About FLT3-ITD Acute Myeloid Leukemia
AML is an aggressive blood and bone marrow cancer that causes uncontrolled growth and accumulation of malignant white blood cells that fail to function normally and interfere with the production of normal blood cells. In the U.S. this year, it is estimated that there will be more than 19,000 new diagnoses of AML and more than 10,000 deaths from AML. The five-year survival rate of AML reported from 2005 to 2011 was approximately 26 percent, which was the lowest of all leukemias.1
FLT3 gene mutations are one of the most common genetic abnormalities in AML. FLT3-ITD is the most common FLT3 mutation, affecting approximately one in four patients with AML. , , , FLT3-ITD is a driver mutation that presents with high leukemic burden and has poor prognosis and a significant impact on disease management for patients with AML.5,
Patients with FLT3-ITD AML have a worse overall prognosis, including an increased incidence of relapse, an increased risk of death following relapse, and a higher likelihood of relapse following hematopoietic stem cell transplantation, as compared to those without this mutation. ,
About Daiichi Sankyo Cancer Enterprise
The mission of Daiichi Sankyo Cancer Enterprise is to leverage our world-class, innovative science and push beyond traditional thinking to create meaningful treatments for patients with cancer. We are dedicated to transforming science into value for patients, and this sense of obligation informs everything we do. Anchored by three pillars including our investigational Antibody Drug Conjugate Franchise, Acute Myeloid Leukemia Franchise and Breakthrough Science, we aim to deliver seven distinct new molecular entities over eight years during 2018 to 2025. Our powerful research engines include two laboratories for biologic/immuno-oncology and small molecules in Japan, and Plexxikon Inc., our small molecule structure-guided R&D center in Berkeley, CA. Compounds in pivotal stage development include: [fam-] trastuzumab deruxtecan, an antibody drug conjugate (ADC) for HER2 expressing breast, gastric and other cancers; quizartinib, an oral selective FLT3 inhibitor, for newly-diagnosed and relapsed/refractory FLT3-ITD acute myeloid leukemia (AML); and pexidartinib, an oral CSF1R inhibitor, for tenosynovial giant cell tumor (TGCT). For more information, please visit: games hay nhấtwww.DSCancerEnterprise.com
About Daiichi Sankyo
Daiichi Sankyo Group is dedicated to the creation and supply of innovative pharmaceutical products to address diversified, unmet medical needs of patients in both mature and emerging markets. With over 100 years of scientific expertise and a presence in more than 20 countries, Daiichi Sankyo and its 15,000 employees around the world draw upon a rich legacy of innovation and a robust pipeline of promising new medicines to help people. In addition to a strong portfolio of medicines for hypertension and thrombotic disorders, under the Group’s 2025 Vision to become a “Global Pharma Innovator with Competitive Advantage in Oncology,” Daiichi Sankyo research and development is primarily focused on bringing forth novel therapies in oncology, including immuno-oncology, with additional focus on new horizon areas, such as pain management, neurodegenerative diseases, heart and kidney diseases, and other rare diseases. For more information, please visit: games hay nhấtgames hay nhất www.deguohonghai.com.
Daiichi Sankyo, Inc.
+1 908 992 6631 (office)
+1 201 709 9309 (mobile)
1 Leukemia & Lymphoma Society. Facts 2015-2016. 2016.

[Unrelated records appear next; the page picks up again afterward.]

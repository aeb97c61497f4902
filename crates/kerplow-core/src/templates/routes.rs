//! Route manifest generation for the Express templates
//!
//! Instead of importing every file under `routes/` at server start, the
//! route modules are listed once, in a fixed order, and the list is emitted
//! as a registration manifest.

use crate::error::{KerplowError, Result};
use serde::Serialize;
use std::path::{Component, Path, PathBuf};
use walkdir::WalkDir;

/// Extensions treated as route modules
pub const ROUTE_EXTENSIONS: &[&str] = &["ts", "js"];

/// File the Express server templates read their route list from
pub const ROUTE_MANIFEST: &str = "routes.json";

/// A route module and the URL path it binds to
#[derive(Debug, Clone, PartialEq, Eq, Serialize)]
pub struct RouteModule {
    pub file: PathBuf,
    pub route: String,
}

/// Walk `routes_dir` depth-first and list its route modules.
///
/// Directories are visited before their contents and siblings are sorted
/// by file name, so the output does not depend on the filesystem's listing
/// order.
pub fn discover_routes(routes_dir: &Path) -> Result<Vec<RouteModule>> {
    let mut routes = Vec::new();

    for entry in WalkDir::new(routes_dir).sort_by_file_name() {
        let entry = entry.map_err(|e| {
            let context = format!("Failed to read {}", routes_dir.display());
            KerplowError::io(context, e.into())
        })?;

        if !entry.file_type().is_file() || !is_route_module(entry.path()) {
            continue;
        }

        let relative = entry
            .path()
            .strip_prefix(routes_dir)
            .unwrap_or(entry.path())
            .to_path_buf();

        routes.push(RouteModule {
            route: route_for(&relative),
            file: relative,
        });
    }

    Ok(routes)
}

/// Route list as pretty-printed JSON with a trailing newline
pub fn render_routes(routes: &[RouteModule]) -> Result<String> {
    let mut json = serde_json::to_string_pretty(routes)
        .map_err(|e| KerplowError::io("Failed to serialize route list", e.into()))?;
    json.push('\n');
    Ok(json)
}

/// Discover the modules under `routes_dir` and write their list to `manifest`
pub async fn write_route_manifest(routes_dir: &Path, manifest: &Path) -> Result<Vec<RouteModule>> {
    let routes = discover_routes(routes_dir)?;
    tokio::fs::write(manifest, render_routes(&routes)?)
        .await
        .map_err(|e| KerplowError::io(format!("Failed to write {}", manifest.display()), e))?;
    Ok(routes)
}

fn is_route_module(path: &Path) -> bool {
    path.extension()
        .and_then(|ext| ext.to_str())
        .is_some_and(|ext| {
            ROUTE_EXTENSIONS
                .iter()
                .any(|known| ext.eq_ignore_ascii_case(known))
        })
}

/// URL path for a module path relative to the routes root.
/// `index` modules bind to their directory.
pub fn route_for(relative: &Path) -> String {
    let mut segments: Vec<String> = relative
        .parent()
        .map(|dir| {
            dir.components()
                .filter_map(|c| match c {
                    Component::Normal(part) => Some(part.to_string_lossy().into_owned()),
                    _ => None,
                })
                .collect()
        })
        .unwrap_or_default();

    if let Some(stem) = relative.file_stem().map(|s| s.to_string_lossy()) {
        if stem != "index" {
            segments.push(stem.into_owned());
        }
    }

    format!("/{}", segments.join("/"))
}

#[cfg(test)]
mod tests {
    use super::*;

    fn touch(root: &Path, relative: &str) {
        let path = root.join(relative);
        std::fs::create_dir_all(path.parent().unwrap()).unwrap();
        std::fs::write(path, "export function get() {}\n").unwrap();
    }

    #[test]
    fn test_route_names() {
        assert_eq!(route_for(Path::new("index.ts")), "/");
        assert_eq!(route_for(Path::new("about.ts")), "/about");
        assert_eq!(route_for(Path::new("users/index.js")), "/users");
        assert_eq!(route_for(Path::new("users/profile.ts")), "/users/profile");
    }

    #[test]
    fn test_discovery_is_sorted_and_depth_first() {
        let dir = tempfile::tempdir().unwrap();
        touch(dir.path(), "zeta.ts");
        touch(dir.path(), "api/v1/status.ts");
        touch(dir.path(), "api/index.ts");
        touch(dir.path(), "index.ts");
        touch(dir.path(), "README.md");

        let routes: Vec<String> = discover_routes(dir.path())
            .unwrap()
            .into_iter()
            .map(|r| r.route)
            .collect();

        assert_eq!(routes, ["/api", "/api/v1/status", "/", "/zeta"]);
    }

    #[tokio::test]
    async fn test_manifest_lists_routes_for_the_server() {
        let dir = tempfile::tempdir().unwrap();
        touch(&dir.path().join("routes"), "index.js");
        touch(&dir.path().join("routes"), "users/profile.js");
        let manifest = dir.path().join(ROUTE_MANIFEST);

        write_route_manifest(&dir.path().join("routes"), &manifest)
            .await
            .unwrap();

        let written: serde_json::Value =
            serde_json::from_str(&std::fs::read_to_string(&manifest).unwrap()).unwrap();
        assert_eq!(
            written,
            serde_json::json!([
                { "file": "index.js", "route": "/" },
                { "file": "users/profile.js", "route": "/users/profile" },
            ])
        );
    }

    #[test]
    fn test_shipped_servers_bind_from_the_manifest() {
        let express = Path::new(env!("CARGO_MANIFEST_DIR"))
            .join("../../templates/dotfiles/express");
        for server in ["ts/server.ts", "js/server.js"] {
            let source = std::fs::read_to_string(express.join(server)).unwrap();
            assert!(source.contains(ROUTE_MANIFEST), "{server}");
            // factory handlers return their own path and middleware
            assert!(source.contains("...middleware, callback"), "{server}");
        }
    }

    #[test]
    fn test_missing_directory_is_an_error() {
        let dir = tempfile::tempdir().unwrap();
        assert!(discover_routes(&dir.path().join("routes")).is_err());
    }
}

2 American Cancer Society. Key Statistics for AML. 2018
3 Small D. Am Soc Hematol Educ Program. 2006;178-184
4 Schneider F, et al. Ann Hematol. 2012;91:9-18.
5 Santos FPS, et al. Cancer. 2011;117(10):2145-2155
6 Kainz B, et al. Hematol J. 2002;3:283-289
7 Kottaridis PD, et al. Blood. 2001;98(6):1752-1759
8 Zarrinkar P, et al. Blood. 2009;114(14):2984-2992.
9 Wagner K, et al. Haematol. 2011;96(5):681-686.
10 Brunet S, et al. J Clin Onc. 2012;30(7):735-741.